GST Notices to Cancelled Registrants Must Be Served Through Means Other Than GST Portal: Madras HC [Read Order]
The court said that the act mandates service by various alternative means, including registered post, email, personal delivery, and newspaper publication, especially when the primary electronic mode is ineffective due to cancellation of registration.
![GST Notices to Cancelled Registrants Must Be Served Through Means Other Than GST Portal: Madras HC [Read Order] GST Notices to Cancelled Registrants Must Be Served Through Means Other Than GST Portal: Madras HC [Read Order]](https://images.taxscan.in/h-upload/2025/08/03/2072606-gst-notices-cancelled-registrants-means-than-gst-portal-madras-hc-taxscan.webp)
In a recent ruling, the Madurai Bench of the Madras High Court has held that service of GST notices through the common portal alone is not valid when the taxpayer’s registration stands cancelled and the portal becomes inaccessible.

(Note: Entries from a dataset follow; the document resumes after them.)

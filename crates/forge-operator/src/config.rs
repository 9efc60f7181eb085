//! Command line and environment configuration

use std::time::Duration;

use clap::{Args, Parser, Subcommand};

use forge_git::parse_ttl;
use forge_ingress::{RouteTableRef, DEFAULT_ROUTE_TABLE_NAME, DEFAULT_ROUTE_TABLE_NAMESPACE};
use forge_workload::config::{DEFAULT_IMAGE_REPO, DEFAULT_PIPELINE_NAME};
use forge_workload::WorkloadConfig;

/// forge - builds Workloads from git with Tekton pipelines
#[derive(Parser, Debug)]
#[command(name = "forge-operator", version, about, long_about = None)]
pub struct Cli {
    /// Print the Workload CRD as YAML and exit
    #[arg(long)]
    pub crd: bool,

    /// Controller settings
    #[command(flatten)]
    pub controller: ControllerArgs,

    /// Mode to run in
    #[command(subcommand)]
    pub command: Option<Commands>,
}

/// Operating modes
#[derive(Subcommand, Debug, PartialEq, Eq)]
pub enum Commands {
    /// Run the Workload and Namespace controllers (default mode)
    Controller,
}

/// Settings shared by the controllers
#[derive(Args, Debug, Clone, PartialEq, Eq)]
pub struct ControllerArgs {
    /// Pipeline template every run executes
    #[arg(long, env = "FORGE_PIPELINE_NAME", default_value = DEFAULT_PIPELINE_NAME)]
    pub pipeline_name: String,

    /// Default value of the `image-repo` run parameter
    #[arg(long, env = "FORGE_IMAGE_REPO", default_value = DEFAULT_IMAGE_REPO)]
    pub image_repo: String,

    /// Namespace of the global route table
    #[arg(long, env = "FORGE_ROUTE_TABLE_NAMESPACE", default_value = DEFAULT_ROUTE_TABLE_NAMESPACE)]
    pub route_table_namespace: String,

    /// Name of the global route table
    #[arg(long, env = "FORGE_ROUTE_TABLE_NAME", default_value = DEFAULT_ROUTE_TABLE_NAME)]
    pub route_table_name: String,

    /// Deadline for a single Workload reconcile, in seconds
    #[arg(long, env = "FORGE_RECONCILE_TIMEOUT_SECONDS", default_value_t = 120)]
    pub reconcile_timeout_secs: u64,

    /// Branch head cache TTL in seconds; invalid values fall back to 60
    #[arg(long, env = "GIT_SHA_CACHE_TTL_SECONDS")]
    pub git_cache_ttl: Option<String>,
}

impl ControllerArgs {
    /// Settings for the Workload controller
    pub fn workload_config(&self) -> WorkloadConfig {
        WorkloadConfig {
            pipeline_name: self.pipeline_name.clone(),
            image_repo: self.image_repo.clone(),
            reconcile_timeout: Duration::from_secs(self.reconcile_timeout_secs.max(1)),
            ..WorkloadConfig::default()
        }
    }

    /// Location of the global route table
    pub fn route_table(&self) -> RouteTableRef {
        RouteTableRef {
            namespace: self.route_table_namespace.clone(),
            name: self.route_table_name.clone(),
        }
    }

    /// TTL for cached branch heads
    pub fn git_cache_ttl(&self) -> Duration {
        parse_ttl(self.git_cache_ttl.as_deref())
    }
}

#[cfg(test)]
mod tests {
    use super::*;

    fn parse(args: &[&str]) -> Cli {
        Cli::try_parse_from(std::iter::once("forge-operator").chain(args.iter().copied()))
            .unwrap()
    }

    #[test]
    fn test_defaults() {
        let cli = parse(&[]);
        assert!(!cli.crd);
        assert_eq!(cli.command, None);

        let config = cli.controller.workload_config();
        assert_eq!(config.pipeline_name, "master-ci-pipeline");
        assert_eq!(config.reconcile_timeout, Duration::from_secs(120));
        assert_eq!(cli.controller.route_table(), RouteTableRef::default());
    }

    #[test]
    fn test_flags_override_defaults() {
        let cli = parse(&[
            "--pipeline-name",
            "team-ci",
            "--image-repo",
            "quay.io/team",
            "--route-table-namespace",
            "ingress",
            "--route-table-name",
            "root",
            "--reconcile-timeout-secs",
            "30",
            "--git-cache-ttl",
            "15",
            "controller",
        ]);

        assert_eq!(cli.command, Some(Commands::Controller));
        let config = cli.controller.workload_config();
        assert_eq!(config.pipeline_name, "team-ci");
        assert_eq!(config.image_repo, "quay.io/team");
        assert_eq!(config.reconcile_timeout, Duration::from_secs(30));
        assert_eq!(cli.controller.route_table().namespace, "ingress");
        assert_eq!(cli.controller.route_table().name, "root");
        assert_eq!(cli.controller.git_cache_ttl(), Duration::from_secs(15));
    }

    #[test]
    fn test_bad_ttl_falls_back() {
        let cli = parse(&["--git-cache-ttl", "0"]);
        assert_eq!(cli.controller.git_cache_ttl(), Duration::from_secs(60));
        let cli = parse(&["--git-cache-ttl", "later"]);
        assert_eq!(cli.controller.git_cache_ttl(), Duration::from_secs(60));
    }

    #[test]
    fn test_crd_flag() {
        assert!(parse(&["--crd"]).crd);
    }
}
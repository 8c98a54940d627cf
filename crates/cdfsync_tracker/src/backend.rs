//! Byte store underneath the ledger.

use crate::error::TrackerResult;

/// An append-only byte store holding ledger frames.
///
/// Backends know nothing about frames or records. The ledger owns the
/// format; a backend only stores bytes and reports its size.
///
/// # Invariants
///
/// - `append` returns the offset the bytes were written at
/// - `read_at` returns exactly the bytes previously written there
/// - After `sync` returns, appended bytes survive process termination
pub trait LedgerBackend: Send + Sync {
    /// Reads `len` bytes starting at `offset`.
    ///
    /// # Errors
    ///
    /// Returns [`crate::TrackerError::ReadPastEnd`] if the range is not fully
    /// inside the store, or an I/O error.
    fn read_at(&self, offset: u64, len: usize) -> TrackerResult<Vec<u8>>;

    /// Appends bytes, returning the offset they were written at.
    ///
    /// # Errors
    ///
    /// Returns an error if an I/O error occurs.
    fn append(&mut self, data: &[u8]) -> TrackerResult<u64>;

    /// Returns the current size in bytes.
    ///
    /// # Errors
    ///
    /// Returns an error if the size cannot be determined.
    fn size(&self) -> TrackerResult<u64>;

    /// Makes all appended bytes durable.
    ///
    /// # Errors
    ///
    /// Returns an error if the sync fails.
    fn sync(&mut self) -> TrackerResult<()>;

    /// Drops every byte at or after `new_size`.
    ///
    /// Used to cut a torn tail and to roll back a frame whose sync failed.
    ///
    /// # Errors
    ///
    /// Returns an error if `new_size` is larger than the current size or the
    /// truncation fails.
    fn truncate(&mut self, new_size: u64) -> TrackerResult<()>;

    /// Replaces the whole store with `data` and makes it durable.
    ///
    /// Readers observe either the old bytes or the new ones. When this
    /// fails, the old bytes are still in place.
    ///
    /// # Errors
    ///
    /// Returns an error if the new contents cannot be written or swapped in.
    fn replace(&mut self, data: &[u8]) -> TrackerResult<()>;
}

The Court quashed assessment orders passed solely on such electronic service and directed the authorities to serve notices through alternative methods prescribed under the GST Act.
The Division Bench comprising Justice G.R. Swaminathan and Justice K. Rajasekar, while hearing the case ruled in favour of the appellant, Tvl. Dimora, a hotel business that had ceased operations following financial losses during the assessment years 2018-19 and 2019-20.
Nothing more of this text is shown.